I’m fresh into the AR world. Most of what I know, I’ve learned from this site. Glad to have it available, thanks.
Here’s the deal. While I was newly “in the market” and considering an AR, I came across a friend of a friend deal. He had an LWRC M6a2 with LOTS of extras all for a steal of a price. Looked briefly at lwrc’s track record, and figuring I could resale it regardless, I jumped in. So far I have been pleased with its performance and am really falling for ar’s. PROBLEM and point of this post is that I get a mouth/face full of gas every time I shoot it. I’m shooting xm193 and the gas burns my lungs and my eyes consistently. SO is this typical of ar’s in general or just limited to the piston/gas nozel blow off of the lwrc? Am I just a puss and are my hopes of preventing lung cancer an overly preemptive precaution? I’m not having a great time shooting it due to this and if the piston is the prob here, I’m thinking of dumping it and persuing my wants for a DI sbr. Well, I’m kinda leaning that way anyway, so if anyone could lend some thoughts, I’d appreciate it.
Seems to make sense that it would be coming from the charging handle area. How common is this and is it purely a tolerance/fitment issue or a bcg specific cycle issue? Am I sooting in the dark at the possibilites?..probably. Thanks for the help.
i suppose you could TRY a gasbuster, but i somewhat doubt that’ll help… the only gas that enters the receiver with a piston is back pressure, which, on an unsuppressed gun, shouldn’t be much. im not all that up on the different piston designs, but i’m sort of thinking you’ve got a crack/other leak in your piston assembly thats shooting it back into your face from the handguard area
It might allow more volume of gas back through the system, in effect making the “smoke and fumes” he’s referring to. More gas would escape back through the chamber as the BCG cycled due to the extra back-pressure from a suppressed setting. Still, it shouldn’t be that noticeable.
There is no mode selector for the m6a2, that’s the a3. I can’t say I have ever noticed the gas issue with any shooting speeds less than double/triple taps. So it does seem to happen under rapid fire. And yes, it would have to be a backpressure issue if there wasn’t something amiss with the piston system, being that the carrier key is struck mechanically or not pneumatically. Next step I guess is to contact lwrc or head over to their forums.
I’m with Templar, something ain’t right. I’d take it to a good AR Smith or call the manufacturer and discuss it with them. Send it to them and have them check it out. You have a leak some where.
If there was a suppressor selection it would let less gas through. A suppressor adds backpressure so you need to dial the gas pressure down accordingly.
How does your brass look? With my DI AR my brass comes out clean except maybe a small bit right at the neck.
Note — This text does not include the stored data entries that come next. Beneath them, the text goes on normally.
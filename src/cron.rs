//! Five-field cron expression matching and validation.
//!
//! Fields are `minute hour day-of-month month day-of-week`, each one of:
//! `*`, `*/N`, a comma list of integers and/or inclusive `A-B` ranges.

use crate::error::{Error, Result};

/// A point in wall-clock time, reduced to the fields a cron expression can
/// match against. Construct from whatever calendar type the host uses.
#[derive(Debug, Clone, Copy)]
pub struct CronInstant {
    /// Minute of the hour, 0-59.
    pub minute: u32,
    /// Hour of the day, 0-23.
    pub hour: u32,
    /// Day of the month, 1-31.
    pub day_of_month: u32,
    /// Month, 1-12.
    pub month: u32,
    /// Day of week, 0-6, 0 = Sunday.
    pub day_of_week: u32,
}

#[derive(Debug, Clone, Copy)]
struct FieldBounds {
    min: u32,
    max: u32,
    name: &'static str,
}

const FIELD_BOUNDS: [FieldBounds; 5] = [
    FieldBounds {
        min: 0,
        max: 59,
        name: "minute",
    },
    FieldBounds {
        min: 0,
        max: 23,
        name: "hour",
    },
    FieldBounds {
        min: 1,
        max: 31,
        name: "day-of-month",
    },
    FieldBounds {
        min: 1,
        max: 12,
        name: "month",
    },
    FieldBounds {
        min: 0,
        max: 6,
        name: "day-of-week",
    },
];

/// A parsed cron expression, ready to be matched repeatedly.
#[derive(Debug, Clone)]
pub struct CronSchedule {
    fields: [Vec<FieldTerm>; 5],
    raw: String,
}

#[derive(Debug, Clone, Copy)]
enum FieldTerm {
    Wildcard,
    Step(u32),
    Value(u32),
    Range(u32, u32),
}

impl CronSchedule {
    /// Parses `expr` without bounds-checking individual values; invalid
    /// tokens are kept but will simply never match (see [`matches`]).
    ///
    /// Use [`validate`] to reject malformed expressions outright.
    ///
    /// # Errors
    /// Returns an error only if the expression does not split into exactly
    /// five whitespace-separated fields.
    ///
    /// [`matches`]: CronSchedule::matches
    /// [`validate`]: validate
    pub fn parse(expr: &str) -> Result<Self> {
        let parts: Vec<&str> = expr.split_whitespace().collect();
        if parts.len() != 5 {
            return Err(Error::validation(format!(
                "expected 5 fields, found {}",
                parts.len()
            )));
        }
        let mut fields: [Vec<FieldTerm>; 5] = Default::default();
        for (i, part) in parts.iter().enumerate() {
            fields[i] = parse_field_lenient(part);
        }
        Ok(Self {
            fields,
            raw: expr.to_string(),
        })
    }

    /// Returns the original expression text.
    #[must_use]
    pub fn as_str(&self) -> &str {
        &self.raw
    }

    /// A human-readable label for diagnostics and log messages, not part of
    /// the script-facing surface: `"cron(<expr>)"`.
    #[must_use]
    pub fn describe(&self) -> String {
        format!("cron({})", self.raw)
    }

    /// Whether `instant` matches this schedule. Any field containing a
    /// syntactically invalid token silently evaluates to "does not match"
    /// for that field (and therefore the whole expression).
    #[must_use]
    pub fn matches(&self, instant: CronInstant) -> bool {
        let values = [
            instant.minute,
            instant.hour,
            instant.day_of_month,
            instant.month,
            instant.day_of_week,
        ];
        self.fields
            .iter()
            .zip(values)
            .all(|(terms, value)| field_matches(terms, value))
    }
}

fn field_matches(terms: &[FieldTerm], value: u32) -> bool {
    if terms.is_empty() {
        return false;
    }
    terms.iter().any(|term| match *term {
        FieldTerm::Wildcard => true,
        FieldTerm::Step(n) => n >= 1 && value % n == 0,
        FieldTerm::Value(v) => v == value,
        FieldTerm::Range(a, b) => a <= b && (a..=b).contains(&value),
    })
}

fn parse_field_lenient(field: &str) -> Vec<FieldTerm> {
    if field == "*" {
        return vec![FieldTerm::Wildcard];
    }
    if let Some(step) = field.strip_prefix("*/") {
        return match step.parse::<u32>() {
            Ok(n) if n >= 1 => vec![FieldTerm::Step(n)],
            _ => vec![],
        };
    }
    field
        .split(',')
        .map(parse_term_lenient)
        .collect::<Option<Vec<_>>>()
        .unwrap_or_default()
}

fn parse_term_lenient(term: &str) -> Option<FieldTerm> {
    if let Some((a, b)) = term.split_once('-') {
        let a: u32 = a.parse().ok()?;
        let b: u32 = b.parse().ok()?;
        if a > b {
            return None;
        }
        return Some(FieldTerm::Range(a, b));
    }
    term.parse().ok().map(FieldTerm::Value)
}

/// Validates a cron expression, returning a field-specific error message on
/// the first violation found.
///
/// # Errors
/// Returns a validation error describing which field and rule failed.
pub fn validate(expr: &str) -> Result<()> {
    let parts: Vec<&str> = expr.split_whitespace().collect();
    if parts.len() != 5 {
        return Err(Error::validation(format!(
            "expected 5 fields, found {}",
            parts.len()
        )));
    }
    for (part, bounds) in parts.iter().zip(FIELD_BOUNDS) {
        validate_field(part, bounds)?;
    }
    Ok(())
}

fn validate_field(field: &str, bounds: FieldBounds) -> Result<()> {
    if field == "*" {
        return Ok(());
    }
    if let Some(step) = field.strip_prefix("*/") {
        let n: u32 = step
            .parse()
            .map_err(|_| Error::validation(format!("{}: invalid step '{field}'", bounds.name)))?;
        if n < 1 {
            return Err(Error::validation(format!(
                "{}: step must be >= 1 in '{field}'",
                bounds.name
            )));
        }
        return Ok(());
    }
    for term in field.split(',') {
        validate_term(term, bounds)?;
    }
    Ok(())
}

fn validate_term(term: &str, bounds: FieldBounds) -> Result<()> {
    if let Some((a, b)) = term.split_once('-') {
        let a: u32 = a
            .parse()
            .map_err(|_| Error::validation(format!("{}: invalid range '{term}'", bounds.name)))?;
        let b: u32 = b
            .parse()
            .map_err(|_| Error::validation(format!("{}: invalid range '{term}'", bounds.name)))?;
        if a > b {
            return Err(Error::validation(format!(
                "{}: range start exceeds end in '{term}'",
                bounds.name
            )));
        }
        check_bounds(a, bounds)?;
        check_bounds(b, bounds)?;
        return Ok(());
    }
    let v: u32 = term
        .parse()
        .map_err(|_| Error::validation(format!("{}: invalid value '{term}'", bounds.name)))?;
    check_bounds(v, bounds)
}

fn check_bounds(v: u32, bounds: FieldBounds) -> Result<()> {
    if v < bounds.min || v > bounds.max {
        return Err(Error::validation(format!(
            "{}: {v} out of range [{}, {}]",
            bounds.name, bounds.min, bounds.max
        )));
    }
    Ok(())
}

/// Convenience wrapper: parses `expr` and evaluates it against `instant` in
/// one call. Parse failure (wrong field count) is treated as no match.
#[must_use]
pub fn matches(expr: &str, instant: CronInstant) -> bool {
    CronSchedule::parse(expr)
        .map(|schedule| schedule.matches(instant))
        .unwrap_or(false)
}

#[cfg(test)]
mod tests {
    use super::*;

    fn at(minute: u32, hour: u32) -> CronInstant {
        CronInstant {
            minute,
            hour,
            day_of_month: 1,
            month: 1,
            day_of_week: 0,
        }
    }

    #[test]
    fn describe_wraps_the_original_expression() {
        let schedule = CronSchedule::parse("*/5 9 * * 1-5").unwrap();
        assert_eq!(schedule.describe(), "cron(*/5 9 * * 1-5)");
    }

    #[test]
    fn wildcard_matches_everything() {
        assert!(matches("* * * * *", at(45, 12)));
        assert!(matches("* * * * *", at(0, 0)));
    }

    #[test]
    fn step_every_15_minutes() {
        assert!(matches("*/15 * * * *", at(45, 12)));
        assert!(!matches("*/15 * * * *", at(13, 12)));
    }

    #[test]
    fn comma_list_and_range() {
        assert!(matches("0,30 9-17 * * *", at(30, 14)));
        assert!(!matches("0,30 9-17 * * *", at(15, 14)));
        assert!(!matches("0,30 9-17 * * *", at(30, 20)));
    }

    #[test]
    fn wrong_field_count_fails_match_and_validate() {
        assert!(!matches("* * * *", at(0, 0)));
        assert!(validate("* * * *").is_err());
    }

    #[test]
    fn invalid_token_fails_silently_in_match_but_loudly_in_validate() {
        assert!(!matches("xx * * * *", at(0, 0)));
        assert!(validate("xx * * * *").is_err());
    }

    #[test]
    fn validate_enforces_bounds_on_range_endpoints() {
        assert!(validate("0-70 * * * *").is_err());
        assert!(validate("0-30 * * * *").is_ok());
    }

    #[test]
    fn validate_rejects_backwards_range() {
        assert!(validate("30-10 * * * *").is_err());
    }

    #[test]
    fn validate_accepts_full_valid_expression() {
        assert!(validate("*/15 9-17 1,15 1-6 1-5").is_ok());
    }

    proptest::proptest! {
        #[test]
        fn valid_expressions_never_panic_on_match(
            minute in 0u32..60, hour in 0u32..24, dom in 1u32..32, month in 1u32..13, dow in 0u32..7,
        ) {
            let expr = format!("{minute} {hour} {dom} {month} {dow}");
            proptest::prop_assert!(validate(&expr).is_ok());
            proptest::prop_assert!(matches(&expr, CronInstant {
                minute, hour, day_of_month: dom, month, day_of_week: dow,
            }));
        }
    }
}
//! edgecore: the host-side bridge layer for a sandboxed edge-compute
//! runtime.
//!
//! # Overview
//!
//! A script handler runs inside an embedded, single-threaded script engine
//! with no ambient authority: every effect it can have on the world — a
//! socket, a SQL query, a WebSocket frame, a log line — crosses into this
//! crate through a narrow, string/base64-only ABI keyed by a per-request
//! identifier. This crate owns that boundary: the per-request resource
//! registry, the bridges (TCP, SQL, WebSocket, compression), cron matching
//! for scheduled triggers, and the capability contracts (KV, durable KV,
//! object storage, queues, source loading) the embedding host implements.
//!
//! The script engine itself is deliberately out of scope here: [`engine`]
//! defines the contract ([`engine::ScriptHost`]) this crate needs from one,
//! not an implementation.
//!
//! # Core Guarantees
//!
//! - **Bounded state**: every resource a request acquires is owned by its
//!   [`state::RequestState`] and released in a fixed teardown order;
//!   nothing outlives its request.
//! - **Never a synchronous throw for an async-shaped call**: SQL and stream
//!   operations that are conceptually asynchronous always surface failure
//!   as a rejection ([`engine::Pending`]), never a panic or an early return.
//! - **Single-threaded engine discipline**: bridges touch the script engine
//!   only from the one thread that owns it; background work (decompression
//!   workers, TCP read loops) communicates back through plain shared state,
//!   never by calling into script directly.
//! - **Defense at the TCP boundary**: outbound connections are checked
//!   against an SSRF filter before a socket is ever opened.
//!
//! # Module Structure
//!
//! - [`error`]: crate-wide error taxonomy
//! - [`ids`]: request ids, opaque cursors, and deterministic/random id helpers
//! - [`constants`]: wire-visible limits and timeouts shared across bridges
//! - [`config`]: host-wide [`config::RuntimeConfig`]
//! - [`cron`]: five-field cron expression matching and validation
//! - [`crypto`]: algorithm-name normalization and RFC 3394 key wrap/unwrap
//! - [`keys`]: key registry entries
//! - [`log`]: per-request console log buffer
//! - [`compression`]: bulk and streaming gzip/deflate/raw-deflate/brotli
//! - [`net`]: the TCP bridge and its SSRF filter
//! - [`sql`]: the per-tenant SQL bridge
//! - [`websocket`]: the WebSocket frame-pump bridge
//! - [`engine`]: the script-host contract, engine pool, and pending-result type
//! - [`bindings`]: capability contracts implemented by the embedding host
//! - [`state`]: the per-request resource registry tying everything together
#![deny(unsafe_code)]
#![warn(missing_docs)]
#![warn(clippy::pedantic)]
#![allow(clippy::missing_errors_doc)]
#![allow(clippy::module_name_repetitions)]

pub mod bindings;
pub mod compression;
pub mod config;
pub mod constants;
pub mod cron;
pub mod crypto;
pub mod engine;
pub mod error;
pub mod ids;
pub mod keys;
pub mod log;
pub mod net;
pub mod sql;
pub mod state;
pub mod websocket;

pub use error::{Error, Result};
How much lube have you been using? There is a post somewhere here about how to properly lube an AR if you havent looked at it yet. Im not saying its your problem but just something else to check.
Anyway as the other posters said thats not normal unless your shooting suppressed.
Yes, but in letting less gas through to the piston, it would create higher barrel/chamber pressures, resulting in more back-pressure when the bolt unlocks. This is how carbon still ends up all over the inside of both receivers on a piston gun. Yes, it’s not that much, but it’s still a possibility.